When it comes specifically to global warming, Don Fitz points out that the military sector is one sector where we can make emission reductions of more than 100 percent. As a pacifist, he essentially argues that 100 percent of military spending is waste, and that the damage wars do bring the total up well beyond that.
Even without accepting his premises, his case holds up. For example, as non-pacifists we may accept that some military spending is needed as protection on grounds that it is hard for any nation be pacifist until all nations are pacifist. But we can still point out that most military spending in the world is not for defense, but for various degrees of intimidation and empire building. The U.S. spends five times as much as any other country on earth on its military, and more than the rest of the world combined is an extreme case, but it applies to some degree to almost every military on this planet.
Fitz also includes things like veterans’ benefits and interest on military debt as part of military spending. From a moral point of view this is fair enough; both are costs of war. But even if peace on earth came tomorrow and every military budget dropped to zero, veterans have already earned their benefits and we still owe any money we borrowed for war spending. So while we might avoid incurring new costs in these areas, we will still be paying for the veterans of today’s wars 70 years from now, and will be paying interest on any money borrowed until it is repaid.
Still, even if we can’t eliminate all military spending, most nations (especially the U.S.) could eliminate most military spending without encountering any danger from doing so. If the U.S was to reduce its military spending by 80% or so, and stopped attacking other nations, it is quite true that reduced human misery and reduced environmental costs would exceed direct savings by many times.
Ending the wars we are currently fighting is the immediate priority, along with preventing expansion into Iran. But in the long run, U.S. insistence on running an empire, on an absolute right to tell everyone else what to do, is what has to be ended.

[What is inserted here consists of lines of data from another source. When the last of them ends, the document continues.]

//! Client side of the passphrase handshake.
//!
//! The client opens with a plaintext `"hello"`. A host without a key
//! answers `"hello"` with its features and the link is active. A host with
//! a key answers `"encrypted"`; the client then asks a [`PassphrasePrompt`],
//! derives the key and sends `"hello"` sealed under it, repeating on
//! `"mismatch"` until the host accepts or gives up.

use std::future::Future;
use std::pin::Pin;
use std::sync::Arc;

use peershare_crypto::EncryptionKey;
use peershare_protocol::constants::{
    ERR_CODE_UNAUTHORIZED, HANDSHAKE_ENCRYPTED, HANDSHAKE_HELLO, HANDSHAKE_MISMATCH,
};
use peershare_protocol::messages::{MetaRequest, MetaResponse};
use peershare_protocol::{EncryptedPayload, HostFeatures, MessageType};
use tracing::{debug, info, warn};

use crate::client::ClientInner;
use crate::{ClientError, HandshakeError};

/// Boxed future returned by [`PassphrasePrompt`].
pub type PromptFuture<'a> = Pin<Box<dyn Future<Output = Option<String>> + Send + 'a>>;

/// Why the passphrase is being asked for.
#[derive(Debug, Clone, Copy, PartialEq, Eq)]
pub enum PromptReason {
    /// The host requires encryption.
    Required { attempts_left: Option<u32> },
    /// The previous passphrase was wrong.
    Mismatch { attempts_left: Option<u32> },
}

/// Source of passphrases, typically a UI dialog.
///
/// Returning `None` abandons the handshake.
pub trait PassphrasePrompt: Send + Sync {
    fn passphrase(&self, reason: PromptReason) -> PromptFuture<'_>;
}

/// Never supplies a passphrase.
#[derive(Debug, Clone, Copy, Default)]
pub struct NoPassphrase;

impl PassphrasePrompt for NoPassphrase {
    fn passphrase(&self, _reason: PromptReason) -> PromptFuture<'_> {
        Box::pin(async { None })
    }
}

/// Supplies the same passphrase every time it is asked.
#[derive(Clone)]
pub struct FixedPassphrase(String);

impl FixedPassphrase {
    pub fn new(passphrase: impl Into<String>) -> Self {
        Self(passphrase.into())
    }
}

impl std::fmt::Debug for FixedPassphrase {
    fn fmt(&self, f: &mut std::fmt::Formatter<'_>) -> std::fmt::Result {
        f.write_str("FixedPassphrase(..)")
    }
}

impl PassphrasePrompt for FixedPassphrase {
    fn passphrase(&self, _reason: PromptReason) -> PromptFuture<'_> {
        let p = self.0.clone();
        Box::pin(async move { Some(p) })
    }
}

impl<P: PassphrasePrompt + ?Sized> PassphrasePrompt for Arc<P> {
    fn passphrase(&self, reason: PromptReason) -> PromptFuture<'_> {
        (**self).passphrase(reason)
    }
}

fn hello(inner: &ClientInner, sealed: Option<EncryptedPayload>) -> MetaRequest {
    MetaRequest {
        message: HANDSHAKE_HELLO.into(),
        sealed,
        platform: inner.config.platform.clone(),
        version: inner.config.version.clone(),
        protocol_version: inner.config.protocol_version,
    }
}

async fn send_hello(
    inner: &ClientInner,
    sealed: Option<EncryptedPayload>,
) -> Result<MetaResponse, ClientError> {
    let resp = inner
        .send_request(MessageType::MetaRequest, &hello(inner, sealed))
        .await
        .map_err(|e| match e {
            ClientError::Host { code, message } if code == ERR_CODE_UNAUTHORIZED => {
                HandshakeError::PassphraseRejected(message).into()
            }
            ClientError::Host { code, message } => {
                HandshakeError::Rejected { code, message }.into()
            }
            other => other,
        })?;
    inner.expect_payload(resp, MessageType::MetaResponse)
}

/// Runs the handshake to completion and returns the host's features.
///
/// The key (if any) is installed on the link only after the host accepted
/// it.
pub(crate) async fn perform_handshake(
    inner: &ClientInner,
    prompt: &dyn PassphrasePrompt,
) -> Result<HostFeatures, ClientError> {
    let mut resp = send_hello(inner, None).await?;
    let mut key: Option<EncryptionKey> = None;

    loop {
        let reason = match resp.message.as_str() {
            HANDSHAKE_HELLO => {
                let features = resp.features.ok_or_else(|| {
                    HandshakeError::Unexpected("accepted without features".into())
                })?;
                if let Some(key) = key {
                    inner.install_key(key).await;
                }
                inner.activate().await?;
                info!(
                    host = %features.name,
                    encrypted = features.encrypted,
                    uploads = features.upload_allowed,
                    "handshake complete"
                );
                return Ok(features);
            }
            HANDSHAKE_ENCRYPTED => {
                debug!("host requires a passphrase");
                PromptReason::Required {
                    attempts_left: resp.attempts_left,
                }
            }
            HANDSHAKE_MISMATCH => {
                warn!(attempts_left = ?resp.attempts_left, "passphrase mismatch");
                PromptReason::Mismatch {
                    attempts_left: resp.attempts_left,
                }
            }
            other => return Err(HandshakeError::Unexpected(other.to_string()).into()),
        };

        let passphrase = prompt
            .passphrase(reason)
            .await
            .ok_or(HandshakeError::PassphraseRequired)?;
        let candidate = inner.config.key_derivation.derive(&passphrase);
        let sealed = peershare_crypto::encrypt(&candidate, HANDSHAKE_HELLO.as_bytes())?;
        key = Some(candidate);
        resp = send_hello(
            inner,
            Some(EncryptedPayload {
                ciphertext: sealed.ciphertext,
                nonce: sealed.nonce.to_vec(),
            }),
        )
        .await?;
    }
}
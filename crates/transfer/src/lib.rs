//! Chunked transfer engine.
//!
//! Downloads are pulled one chunk at a time and consumed by a
//! [`ChunkProcessor`]: either [`BufferedProcessor`] (collect, then assemble)
//! or [`StreamingProcessor`] (write through to a [`ByteSink`] in index
//! order). Uploads are split client-side by an [`UploadScheduler`] and
//! reassembled host-side by an [`UploadAssembler`] that always flushes in
//! index order.

mod assembler;
mod download;
mod progress;
mod scheduler;
mod session;
mod sink;
mod source;
mod validation;

pub use assembler::{ChunkAccepted, MAX_PENDING_CHUNKS, UploadAssembler, UploadSummary};
pub use download::{BufferedProcessor, ChunkProcessor, ProcessorFuture, StreamingProcessor};
pub use progress::ProgressMeter;
pub use scheduler::UploadScheduler;
pub use session::{FileTransferSession, total_chunks_for};
pub use sink::{ByteSink, ChannelSink, SinkEvent, SinkFuture, SinkReceiver, channel_sink};
pub use source::{
    LocalFileSource, MemorySource, OrderedDigest, UploadSource, checksum_bytes, mime_for_name,
};
pub use validation::{normalize_shared_path, validate_upload_name};

/// Default chunk size: 512 KiB.
pub const DEFAULT_CHUNK_SIZE: u64 = peershare_protocol::constants::DEFAULT_CHUNK_SIZE;

/// Errors produced by the transfer crate.
#[derive(Debug, thiserror::Error)]
pub enum TransferError {
    #[error("I/O error: {0}")]
    Io(#[from] std::io::Error),

    #[error("chunk {index} out of range (total {total})")]
    ChunkOutOfRange { index: u64, total: u64 },

    #[error("chunk {index} has {got} bytes, expected {expected}")]
    ChunkSizeMismatch { index: u64, expected: u64, got: u64 },

    #[error("chunk belongs to transfer {got}, expected {expected}")]
    WrongTransfer { expected: String, got: String },

    #[error("invalid range {start}..{end} for {size} bytes")]
    InvalidRange { start: u64, end: u64, size: u64 },

    #[error("invalid chunk size: {0}")]
    InvalidChunkSize(u64),

    #[error("transfer incomplete: {} chunk(s) missing", missing.len())]
    Incomplete { missing: Vec<u64> },

    #[error("out-of-order buffer exceeded {0} chunks")]
    BufferOverflow(usize),

    #[error("sink aborted: {0}")]
    SinkAborted(String),

    #[error("sink already closed")]
    SinkClosed,

    #[error("transfer cancelled: {0}")]
    Cancelled(String),

    #[error("chunk {index} failed after {attempts} attempts")]
    RetriesExhausted { index: u64, attempts: u32 },

    #[error("checksum mismatch")]
    ChecksumMismatch,

    #[error("invalid path: {0}")]
    InvalidPath(String),

    #[error("storage error: {0}")]
    Storage(String),
}
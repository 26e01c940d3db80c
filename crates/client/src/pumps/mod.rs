//! Background tasks driving one link.

pub(crate) mod read;
pub(crate) mod write;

The idea that we are the “essential nation” — that we can decide the course of history because we see farther than others — is a myth that has grown too dangerous to hold on to.
And just because the U.S. is currently the most dangerous nation does not mean the world can afford to accept replacement hegemons. Somehow, humanity has to outgrow empires and essential nations. We can’t afford the U.S. foot on the world’s neck any more, but we can’t afford a new European empire, or a new Chinese lead alliance, or any of the other replacement candidates either. We don’t have to wait to win this to tackle major crisis like global warming, or global poverty, or the threat of nuclear war. But we won’t be able to tackle any of them without taking steps in this direction. A world of constant war and ever-growing disparities between the rich and everyone else is not one in which we will make much progress.